_Task requirements:_ Where does the string "registered" appear in the records? Copy every line that contains it.

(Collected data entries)

● ● ● ●

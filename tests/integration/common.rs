//! Shared helpers for driving the `go-toolkit` binary.

use assert_cmd::Command;
use std::path::{Path, PathBuf};
use tempfile::TempDir;

/// Isolated home, working directory and config file for one test.
pub struct TestProject {
    _temp: TempDir,
    home: PathBuf,
    work: PathBuf,
    config: PathBuf,
}

impl TestProject {
    pub fn new() -> Self {
        let temp = TempDir::new().unwrap();
        let home = temp.path().join("home");
        let work = temp.path().join("work");
        std::fs::create_dir_all(&home).unwrap();
        std::fs::create_dir_all(&work).unwrap();
        let config = temp.path().join("gtk-config.toml");

        Self {
            _temp: temp,
            home,
            work,
            config,
        }
    }

    /// Project with `user = "<user>"` already configured.
    pub fn with_user(user: &str) -> Self {
        let project = Self::new();
        project.write_config(&format!("user = \"{user}\"\n"));
        project
    }

    pub fn home(&self) -> &Path {
        &self.home
    }

    pub fn work(&self) -> &Path {
        &self.work
    }

    pub fn config_path(&self) -> &Path {
        &self.config
    }

    pub fn write_config(&self, content: &str) {
        std::fs::write(&self.config, content).unwrap();
    }

    pub fn read_config(&self) -> String {
        std::fs::read_to_string(&self.config).unwrap()
    }

    /// `go-toolkit --config <file> <args>` run from the work directory with
    /// `HOME` pointed at an empty directory.
    pub fn cmd(&self, args: &[&str]) -> Command {
        let mut cmd = Command::cargo_bin("go-toolkit").unwrap();
        cmd.current_dir(&self.work)
            .env("HOME", &self.home)
            .env("XDG_CONFIG_HOME", self.home.join(".config"))
            .env("NO_COLOR", "1")
            .env_remove("RUST_LOG")
            .env_remove("GO_TOOLKIT_INDEX_URL")
            .arg("--quiet")
            .arg("--config")
            .arg(&self.config)
            .args(args);
        cmd
    }
}
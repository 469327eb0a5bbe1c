use go_toolkit::test_utils::write_gitconfig;
use predicates::prelude::*;

use crate::common::TestProject;

#[test]
fn test_add_dry_run_expands_short_names() {
    let project = TestProject::with_user("lou");

    project
        .cmd(&["add", "cobra", "spf13/viper", "golang.org/x/text@v0.14.0", "--dry-run"])
        .assert()
        .success()
        .stdout("go get github.com/lou/cobra github.com/spf13/viper golang.org/x/text@v0.14.0\n");
}

#[test]
fn test_add_user_flag_overrides_config() {
    let project = TestProject::with_user("lou");

    project
        .cmd(&["add", "cobra", "--user", "spf13", "--dry-run"])
        .assert()
        .success()
        .stdout("go get github.com/spf13/cobra\n");
}

#[test]
fn test_add_dedupes() {
    let project = TestProject::with_user("lou");

    project
        .cmd(&["add", "cobra", "lou/cobra", "github.com/lou/cobra", "--dry-run"])
        .assert()
        .success()
        .stdout("go get github.com/lou/cobra\n");
}

#[test]
fn test_add_rejects_none() {
    let project = TestProject::with_user("lou");

    project
        .cmd(&["add", "cobra@none", "--dry-run"])
        .assert()
        .failure()
        .stderr(predicate::str::contains("do not use @none with add; use remove instead"));
}

#[test]
fn test_remove_dry_run() {
    let project = TestProject::with_user("lou");

    project
        .cmd(&["remove", "cobra@v1.8.0", "spf13/viper", "--dry-run"])
        .assert()
        .success()
        .stdout("go get github.com/lou/cobra@none github.com/spf13/viper@none\n");
}

#[test]
fn test_remove_rejects_none() {
    let project = TestProject::with_user("lou");

    project
        .cmd(&["remove", "cobra@none", "--dry-run"])
        .assert()
        .failure()
        .stderr(predicate::str::contains("@none is added automatically; omit it from remove"));
}

#[test]
fn test_missing_user_for_short_name() {
    let project = TestProject::new();

    project
        .cmd(&["add", "cobra", "--dry-run"])
        .assert()
        .failure()
        .stderr(predicate::str::contains("missing user"))
        .stderr(predicate::str::contains("config set-user"));
}

#[test]
fn test_two_segments_need_no_user() {
    let project = TestProject::new();

    project
        .cmd(&["add", "spf13/cobra", "--dry-run"])
        .assert()
        .success()
        .stdout("go get github.com/spf13/cobra\n");
}

#[test]
fn test_user_from_home_gitconfig() {
    let project = TestProject::new();
    write_gitconfig(project.home(), "octocat");

    project
        .cmd(&["add", "hello", "--dry-run"])
        .assert()
        .success()
        .stdout("go get github.com/octocat/hello\n");
}

#[test]
fn test_home_gitconfig_ignored_for_other_sites() {
    let project = TestProject::new();
    write_gitconfig(project.home(), "octocat");

    project
        .cmd(&["add", "hello", "--site", "gitlab.com", "--dry-run"])
        .assert()
        .failure()
        .stderr(predicate::str::contains("missing user"));
}

#[test]
fn test_provider_credentials() {
    let project = TestProject::new();
    let credentials = write_gitconfig(project.work(), "group-user");
    project.write_config(&format!(
        "[[providers]]\nname = \"gitlab\"\npath = \"{}\"\n",
        credentials.display().to_string().replace('\\', "/")
    ));

    project
        .cmd(&["add", "tool", "--site", "gitlab.com", "--dry-run"])
        .assert()
        .success()
        .stdout("go get gitlab.com/group-user/tool\n");
}

#[test]
fn test_unknown_site_needs_full() {
    let project = TestProject::with_user("lou");

    project
        .cmd(&["add", "acme/tool", "--site", "git.example.com", "--dry-run"])
        .assert()
        .failure()
        .stderr(predicate::str::contains("unsupported site git.example.com"))
        .stderr(predicate::str::contains("github.com, gitlab.com, bitbucket.org"));

    project
        .cmd(&["add", "acme/tool", "--site", "git.example.com", "--full", "--dry-run"])
        .assert()
        .success()
        .stdout("go get git.example.com/acme/tool\n");
}

#[test]
fn test_malformed_site() {
    let project = TestProject::with_user("lou");

    project
        .cmd(&["add", "acme/tool", "--site", "localhost", "--full", "--dry-run"])
        .assert()
        .failure()
        .stderr(predicate::str::contains("site must be in the form sitename.domain"));
}

#[test]
fn test_empty_segment_rejected() {
    let project = TestProject::with_user("lou");

    project
        .cmd(&["add", "acme//tool", "--dry-run"])
        .assert()
        .failure()
        .stderr(predicate::str::contains("module path must not contain empty segments"));
}

#[test]
fn test_init_validates_site_before_running_go() {
    let project = TestProject::with_user("lou");

    project
        .cmd(&["init", "tool", "--site", "git.example.com"])
        .assert()
        .failure()
        .stderr(predicate::str::contains("unsupported site"));

    assert!(!project.work().join("main.go").exists());
}
//! Reader for git-config style credential files.
//!
//! Only the `[user] name` entry is ever needed, so this is a line scanner
//! rather than a full INI implementation. Section and key names compare
//! case-insensitively, `#` and `;` start comments, and a value may be
//! wrapped in double quotes. Subsections (`[user "work"]`) are not `[user]`.

use std::path::Path;

use crate::core::ToolkitError;

/// Read the `[user] name` value from the file at `path`.
///
/// Returns `Ok(None)` when the section or key is absent, or the value is empty.
///
/// # Errors
///
/// [`ToolkitError::CredentialFile`] when the file cannot be read or contains
/// a malformed section header.
pub fn read_user_name(path: &Path) -> Result<Option<String>, ToolkitError> {
    let content = std::fs::read_to_string(path).map_err(|e| ToolkitError::CredentialFile {
        path: path.to_path_buf(),
        reason: e.to_string(),
    })?;

    parse_user_name(&content).map_err(|reason| ToolkitError::CredentialFile {
        path: path.to_path_buf(),
        reason,
    })
}

fn parse_user_name(content: &str) -> Result<Option<String>, String> {
    let mut in_user_section = false;
    let mut name = None;

    for (index, raw_line) in content.lines().enumerate() {
        let line = raw_line.trim();
        if line.is_empty() || line.starts_with('#') || line.starts_with(';') {
            continue;
        }

        if line.starts_with('[') {
            let Some(header) = line.strip_prefix('[').and_then(|rest| rest.split_once(']')) else {
                return Err(format!("line {}: unterminated section header", index + 1));
            };
            in_user_section = header.0.trim().eq_ignore_ascii_case("user");
            continue;
        }

        if !in_user_section {
            continue;
        }

        let (key, value) = line.split_once('=').unwrap_or((line, ""));
        if key.trim().eq_ignore_ascii_case("name") {
            // Last assignment wins, as with git itself.
            name = Some(clean_value(value));
        }
    }

    Ok(name.filter(|n| !n.is_empty()))
}

fn clean_value(value: &str) -> String {
    let value = strip_comment(value).trim();
    value
        .strip_prefix('"')
        .and_then(|v| v.strip_suffix('"'))
        .unwrap_or(value)
        .trim()
        .to_string()
}

fn strip_comment(value: &str) -> &str {
    let mut in_quotes = false;
    for (index, ch) in value.char_indices() {
        match ch {
            '"' => in_quotes = !in_quotes,
            '#' | ';' if !in_quotes => return &value[..index],
            _ => {}
        }
    }
    value
}
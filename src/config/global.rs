//! Persisted user configuration (`gtk-config.toml`).
//!
//! The file records defaults that would otherwise have to be passed on every
//! invocation: the registered user, the preferred hosting site, scaffold
//! preferences, and provider credential mappings.
//!
//! # File Format
//!
//! ```toml
//! user = "lou"
//! site = "github.com"
//!
//! [scaffold]
//! write_tests = true
//!
//! [[providers]]
//! name = "gitlab"
//! path = "~/.config/git/gitlab.gitconfig"
//! ```
//!
//! # Location
//!
//! See [`resolve_config_path`](super::resolve_config_path): an explicit
//! `--config` path wins, then `./gtk-config.toml`, then the platform config
//! directory.

use anyhow::{Context, Result};
use serde::{Deserialize, Serialize};
use std::path::Path;
use tokio::fs;

use crate::core::ToolkitError;
use crate::site::is_valid_site;
use crate::utils::fs::atomic_write;

/// Top-level configuration values.
#[derive(Debug, Clone, Default, PartialEq, Eq, Serialize, Deserialize)]
#[serde(default)]
pub struct ToolkitConfig {
    /// User substituted into one-segment package names
    pub user: String,

    /// Preferred hosting site; empty means the built-in default
    pub site: String,

    /// Scaffold preferences
    pub scaffold: ScaffoldConfig,

    /// Provider name to credential file mappings
    #[serde(skip_serializing_if = "Vec::is_empty")]
    pub providers: Vec<ProviderConfig>,
}

/// Scaffold preferences.
#[derive(Debug, Clone, Copy, Default, PartialEq, Eq, Serialize, Deserialize)]
#[serde(default)]
pub struct ScaffoldConfig {
    /// Write a `<name>_test.go` file next to new packages
    pub write_tests: bool,
}

/// A credential file registered for a provider.
///
/// `name` is the provider's short name (`github`, `gitlab`, `bitbucket`) or,
/// for other hosts, the site itself.
#[derive(Debug, Clone, PartialEq, Eq, Serialize, Deserialize)]
pub struct ProviderConfig {
    /// Provider name
    pub name: String,
    /// Path to a git-config style file holding `[user] name`
    pub path: String,
}

impl ToolkitConfig {
    /// Load configuration from `path`.
    ///
    /// A missing file yields the default (empty) configuration.
    ///
    /// # Errors
    ///
    /// Returns an error if `path` is empty, the file cannot be read or parsed,
    /// or the values fail [`validate`](Self::validate).
    pub async fn load(path: &Path) -> Result<Self> {
        if path.as_os_str().is_empty() {
            return Err(ToolkitError::ConfigError {
                message: "config path is required".to_string(),
            }
            .into());
        }

        let content = match fs::read_to_string(path).await {
            Ok(content) => content,
            Err(e) if e.kind() == std::io::ErrorKind::NotFound => {
                tracing::debug!("No config at {}, using defaults", path.display());
                return Ok(Self::default());
            }
            Err(e) => {
                return Err(e)
                    .with_context(|| format!("Failed to read config from {}", path.display()));
            }
        };

        let config: Self = toml::from_str(&content)
            .map_err(ToolkitError::from)
            .with_context(|| format!("Failed to parse config from {}", path.display()))?;
        config.validate()?;

        Ok(config)
    }

    /// Validate and write the configuration to `path`, creating parent
    /// directories as needed.
    pub async fn save(&self, path: &Path) -> Result<()> {
        if path.as_os_str().is_empty() {
            return Err(ToolkitError::ConfigError {
                message: "config path is required".to_string(),
            }
            .into());
        }

        self.validate()?;

        let content = toml::to_string_pretty(self)
            .map_err(ToolkitError::from)
            .context("Failed to serialize config")?;

        atomic_write(path, content.as_bytes())
            .await
            .with_context(|| format!("Failed to write config to {}", path.display()))?;

        tracing::debug!("Saved config to {}", path.display());
        Ok(())
    }

    /// Check the values that cannot be expressed in the TOML schema.
    pub fn validate(&self) -> Result<(), ToolkitError> {
        if self.user.chars().any(char::is_whitespace) {
            return Err(ToolkitError::ConfigError {
                message: format!("user '{}' must not contain whitespace", self.user),
            });
        }

        if !self.site.is_empty() && (self.site.trim() != self.site || !is_valid_site(&self.site)) {
            return Err(ToolkitError::ConfigError {
                message: format!("site '{}' must be in the form sitename.domain", self.site),
            });
        }

        for (index, provider) in self.providers.iter().enumerate() {
            if provider.name.trim().is_empty() || provider.path.trim().is_empty() {
                return Err(ToolkitError::ConfigError {
                    message: format!("provider #{} must have a name and a path", index + 1),
                });
            }
        }

        Ok(())
    }

    /// Credential path registered for `name`, if any.
    #[must_use]
    pub fn provider_path(&self, name: &str) -> Option<&str> {
        self.providers.iter().find(|p| p.name == name).map(|p| p.path.as_str())
    }

    /// Register or replace the credential path for `name`.
    pub fn add_provider(&mut self, name: String, path: String) {
        match self.providers.iter_mut().find(|p| p.name == name) {
            Some(existing) => existing.path = path,
            None => self.providers.push(ProviderConfig {
                name,
                path,
            }),
        }
    }

    /// Remove the mapping for `name`. Returns whether one existed.
    pub fn remove_provider(&mut self, name: &str) -> bool {
        let before = self.providers.len();
        self.providers.retain(|p| p.name != name);
        self.providers.len() != before
    }
}
//! `go-toolkit init`: start a Go module from a short name.
//!
//! Runs `go mod init` with the expanded module path, lays out `main.go` and
//! `internal/`, initializes git, and prints a JSON summary on stdout.

use anyhow::Result;
use clap::Args;
use serde::Serialize;
use std::path::Path;
use tracing::info;

use super::common::{CommandContext, TargetArgs};
use crate::core::ToolkitError;
use crate::runner::CommandRunner;
use crate::scaffold::{ProjectLayout, ensure_project_layout};

/// Initialize a Go module in the current directory.
#[derive(Args, Debug)]
pub struct InitCommand {
    /// Module name: `name`, `owner/name` or a full module path
    module: String,

    #[command(flatten)]
    target: TargetArgs,

    /// Library layout (no main.go)
    #[arg(long)]
    library: bool,

    /// Skip `git init`
    #[arg(long)]
    no_git: bool,
}

#[derive(Debug, Serialize)]
struct InitSummary {
    module_path: String,
    site: String,
    user: String,
    project_type: &'static str,
    git_init: bool,
}

impl InitCommand {
    pub async fn execute<R: CommandRunner>(self, ctx: &CommandContext, runner: &R) -> Result<()> {
        self.execute_in(Path::new("."), ctx, runner).await
    }

    /// Run against `root`; `go` and `git` run in the current directory.
    pub async fn execute_in<R: CommandRunner>(
        self,
        root: &Path,
        ctx: &CommandContext,
        runner: &R,
    ) -> Result<()> {
        if self.module.trim().is_empty() {
            return Err(ToolkitError::invalid_input("module name is required").into());
        }

        let target = self.target.resolve(&ctx.config)?;
        info!("init: resolving module path for {}", target.site);
        let module_path = target.module_path(&self.module)?;

        info!("init: running go mod init");
        runner.run("go", &["mod".to_string(), "init".to_string(), module_path.clone()]).await?;

        info!("init: creating project layout");
        ensure_project_layout(
            root,
            ProjectLayout {
                write_main: !self.library,
                write_internal: true,
            },
        )
        .await?;

        let git_init = if self.no_git {
            info!("init: git init skipped");
            false
        } else if tokio::fs::try_exists(root.join(".git")).await? {
            info!("init: git already initialized");
            false
        } else {
            info!("init: running git init");
            runner.run("git", &["init".to_string()]).await?;
            true
        };

        let summary = InitSummary {
            module_path,
            site: target.site,
            user: target.user,
            project_type: if self.library { "library" } else { "app" },
            git_init,
        };
        println!("{}", serde_json::to_string_pretty(&summary)?);
        Ok(())
    }
}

● ● ● ●

_Written answer:_
//! invocation: the registered user, the preferred hosting site, scaffold
/// A credential file registered for a provider.
    /// Credential path registered for `name`, if any.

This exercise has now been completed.